Demand for teachers in this country exceeded supply “for the first time by more than 100,000 in 2019”. Since then it has gotten worse. The same goes for substitute teachers, and Robbins has done that work for this book. After reading teachers, it’s easy to see why. For example, at Miguel’s Grade I school, there was only one nurse a week, despite the fact that the students were suffering from seizures so badly that they needed an ambulance. In the meantime, the county had enough money to create “a new academy for wealthy white families.” Unfortunately, systemic racism is not something teachers can teach because they are also attacked and censored in what they can teach. In the first six weeks of 2022, “state legislatures introduced more than 100 bills aimed at censoring class discussion about race, racism, gender, LGBTQ+ issues, and American history,” Robbin writes. This is in addition to the ongoing ban on books dealing with issues of race, racism and LGBTQ+ or containing BIPOC characters.

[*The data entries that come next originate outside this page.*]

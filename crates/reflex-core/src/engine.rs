//! The rule engine: action registry, config loading and the tick loop.
//!
//! The engine is single-writer: the tick thread owns it. Hosts that mutate
//! rules from other threads must wrap the engine in a mutex held for the
//! duration of each `tick`.

use std::collections::HashMap;
use std::panic::{catch_unwind, AssertUnwindSafe};
use std::sync::Arc;
use std::time::Instant;

use tracing::{debug, error, info, warn};

use crate::condition::Condition;
use crate::context::Context;
use crate::error::{EngineError, Result};
use crate::history::HistoryProvider;
use crate::rule::{clamp_priority, ActionStep, Rule, RuleMode, PRIORITY_DEFAULT};
use crate::value::Value;

/// Host-supplied side-effect action. Receives the action's parameter object
/// and the mutable tick context.
pub type ActionFn = Box<dyn Fn(&Value, &mut Context) + Send>;

/// Declarative rule engine over a per-tick sensor context.
pub struct Engine {
    rules: Vec<Rule>,
    actions: HashMap<String, ActionFn>,
    /// Explicit group states; absent groups are enabled.
    groups: HashMap<String, bool>,
    history: Option<Arc<dyn HistoryProvider>>,
    epoch: Instant,
}

impl Default for Engine {
    fn default() -> Self {
        Self::new()
    }
}

impl Engine {
    pub fn new() -> Self {
        Self {
            rules: Vec::new(),
            actions: HashMap::new(),
            groups: HashMap::new(),
            history: None,
            epoch: Instant::now(),
        }
    }

    /// Wire a history provider for the aggregate expression functions.
    pub fn set_history(&mut self, history: Arc<dyn HistoryProvider>) {
        self.history = Some(history);
    }

    /// Register a named action. Re-registering a name replaces the previous
    /// function.
    pub fn register_action(&mut self, name: impl Into<String>, action: ActionFn) {
        self.actions.insert(name.into(), action);
    }

    /// Milliseconds since engine construction, from the monotonic clock.
    pub fn now_ms(&self) -> u64 {
        self.epoch.elapsed().as_millis() as u64
    }

    /// Replace the rule set from a parsed config document.
    ///
    /// The incoming rules are parsed into a fresh list first; on any parse
    /// error the running rule set and group states are left untouched.
    pub fn load(&mut self, config: &serde_json::Value) -> Result<()> {
        let rules_json = config
            .get("rules")
            .and_then(|v| v.as_array())
            .ok_or_else(|| EngineError::Parse("config is missing a 'rules' array".to_string()))?;

        let mut rules = Vec::with_capacity(rules_json.len());
        for rule_json in rules_json {
            rules.push(parse_rule(rule_json)?);
        }

        let mut seen = std::collections::HashSet::new();
        for rule in &rules {
            if !seen.insert(rule.id.as_str()) {
                return Err(EngineError::Validation(format!(
                    "duplicate rule id: {}",
                    rule.id
                )));
            }
        }

        rules.sort_by(|a, b| a.sort_key().cmp(&b.sort_key()));
        info!(rule_count = rules.len(), "loaded rule set");
        self.rules = rules;
        self.groups.clear();
        Ok(())
    }

    /// Evaluate all rules against `ctx` at the current monotonic time.
    pub fn tick(&mut self, ctx: &mut Context) {
        let now_ms = self.now_ms();
        self.tick_at(ctx, now_ms);
    }

    /// Evaluation pass at an explicit monotonic timestamp. Rules fire in
    /// priority order (ties by id); each action invocation is isolated, so
    /// a panicking action does not stop later actions or rules.
    pub fn tick_at(&mut self, ctx: &mut Context, now_ms: u64) {
        let history = self.history.clone();
        for i in 0..self.rules.len() {
            if !self.rules[i].ready_at(now_ms) {
                continue;
            }
            if !self.group_enabled(&self.rules[i].group) {
                continue;
            }
            if !self.rules[i]
                .condition
                .eval_with(ctx, history.as_deref())
            {
                continue;
            }

            debug!(rule = %self.rules[i].id, "rule fired");
            let rule_id = self.rules[i].id.clone();
            let steps = self.rules[i].actions.clone();
            for step in &steps {
                self.run_action(&rule_id, step, ctx);
            }
            self.rules[i].mark_fired(now_ms);
        }
    }

    fn run_action(&self, rule_id: &str, step: &ActionStep, ctx: &mut Context) {
        let Some(action) = self.actions.get(&step.name) else {
            warn!(rule = rule_id, action = %step.name, "unknown action, skipping");
            return;
        };
        let result = catch_unwind(AssertUnwindSafe(|| action(&step.params, ctx)));
        if result.is_err() {
            error!(rule = rule_id, action = %step.name, "action panicked");
        }
    }

    fn group_enabled(&self, group: &str) -> bool {
        group.is_empty() || *self.groups.get(group).unwrap_or(&true)
    }

    pub fn enable_rule(&mut self, rule_id: &str) -> bool {
        self.with_rule(rule_id, |r| r.disabled = false)
    }

    /// Disable a rule. The throttle stamp is preserved, so re-enabling does
    /// not reopen a throttle window that was still closing.
    pub fn disable_rule(&mut self, rule_id: &str) -> bool {
        self.with_rule(rule_id, |r| r.disabled = true)
    }

    pub fn enable_rule_group(&mut self, group: &str) {
        self.groups.insert(group.to_string(), true);
    }

    pub fn disable_rule_group(&mut self, group: &str) {
        self.groups.insert(group.to_string(), false);
    }

    pub fn is_group_enabled(&self, group: &str) -> bool {
        self.group_enabled(group)
    }

    /// Re-prioritize a rule (clamped to the valid range) and re-sort.
    pub fn set_rule_priority(&mut self, rule_id: &str, priority: i64) -> bool {
        let found = self.with_rule(rule_id, |r| r.priority = clamp_priority(priority));
        if found {
            self.rules.sort_by(|a, b| a.sort_key().cmp(&b.sort_key()));
        }
        found
    }

    pub fn rule(&self, rule_id: &str) -> Option<&Rule> {
        self.rules.iter().find(|r| r.id == rule_id)
    }

    /// All rules in evaluation order.
    pub fn rules(&self) -> &[Rule] {
        &self.rules
    }

    pub fn rules_in_group(&self, group: &str) -> Vec<&Rule> {
        self.rules.iter().filter(|r| r.group == group).collect()
    }

    pub fn rule_count(&self) -> usize {
        self.rules.len()
    }

    pub fn clear_rules(&mut self) {
        self.rules.clear();
        self.groups.clear();
    }

    fn with_rule(&mut self, rule_id: &str, f: impl FnOnce(&mut Rule)) -> bool {
        match self.rules.iter_mut().find(|r| r.id == rule_id) {
            Some(rule) => {
                f(rule);
                true
            }
            None => false,
        }
    }
}

fn parse_rule(json: &serde_json::Value) -> Result<Rule> {
    let obj = json
        .as_object()
        .ok_or_else(|| EngineError::Parse(format!("rule must be an object, got {json}")))?;

    let id = obj
        .get("id")
        .and_then(|v| v.as_str())
        .filter(|s| !s.is_empty())
        .ok_or_else(|| EngineError::Parse("rule is missing an 'id'".to_string()))?
        .to_string();

    let when = obj
        .get("when")
        .ok_or_else(|| EngineError::Parse(format!("rule {id} is missing 'when'")))?;
    let condition = Condition::from_json(when)
        .map_err(|e| EngineError::Parse(format!("rule {id}: {e}")))?;

    let mut actions = Vec::new();
    if let Some(steps) = obj.get("do").and_then(|v| v.as_array()) {
        for step in steps {
            let name = step
                .get("action")
                .and_then(|v| v.as_str())
                .filter(|s| !s.is_empty())
                .ok_or_else(|| {
                    EngineError::Parse(format!("rule {id}: action step is missing 'action'"))
                })?;
            let params = step
                .get("params")
                .map(Value::from)
                .unwrap_or_else(|| Value::Object(Default::default()));
            actions.push(ActionStep {
                name: name.to_string(),
                params,
            });
        }
    }

    let mode = match obj.get("mode").and_then(|v| v.as_str()) {
        Some("once") => RuleMode::Once,
        _ => RuleMode::Repeat,
    };

    let throttle_ms = obj
        .get("throttle_ms")
        .and_then(|v| v.as_u64())
        .unwrap_or(0);

    let priority = obj
        .get("priority")
        .and_then(|v| v.as_i64())
        .map(clamp_priority)
        .unwrap_or(PRIORITY_DEFAULT);

    let group = obj
        .get("group")
        .and_then(|v| v.as_str())
        .unwrap_or("")
        .to_string();

    Ok(Rule {
        id,
        condition,
        actions,
        mode,
        throttle_ms,
        last_fire_ms: 0,
        disabled: false,
        priority,
        group,
    })
}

“Politics, greed and mismanagement have made this profession incompatible with physical and mental health,” Miguel is quoted in the book. And he’s right. Teachers have to deal with students and their problems while combining insufficient pay and resources, unrealistic workloads that negate any semblance of work-life balance, and widespread disrespect for the profession, especially from parents. This is costly. Rebecca, for example, suffered from what she called “school puppets,” nightmares about the school that featured the building and her colleagues. Things like this require change, and that’s what Robbins wants.
teachers it is, of course, a revelation, but it is also a call to action, and our common future is at stake.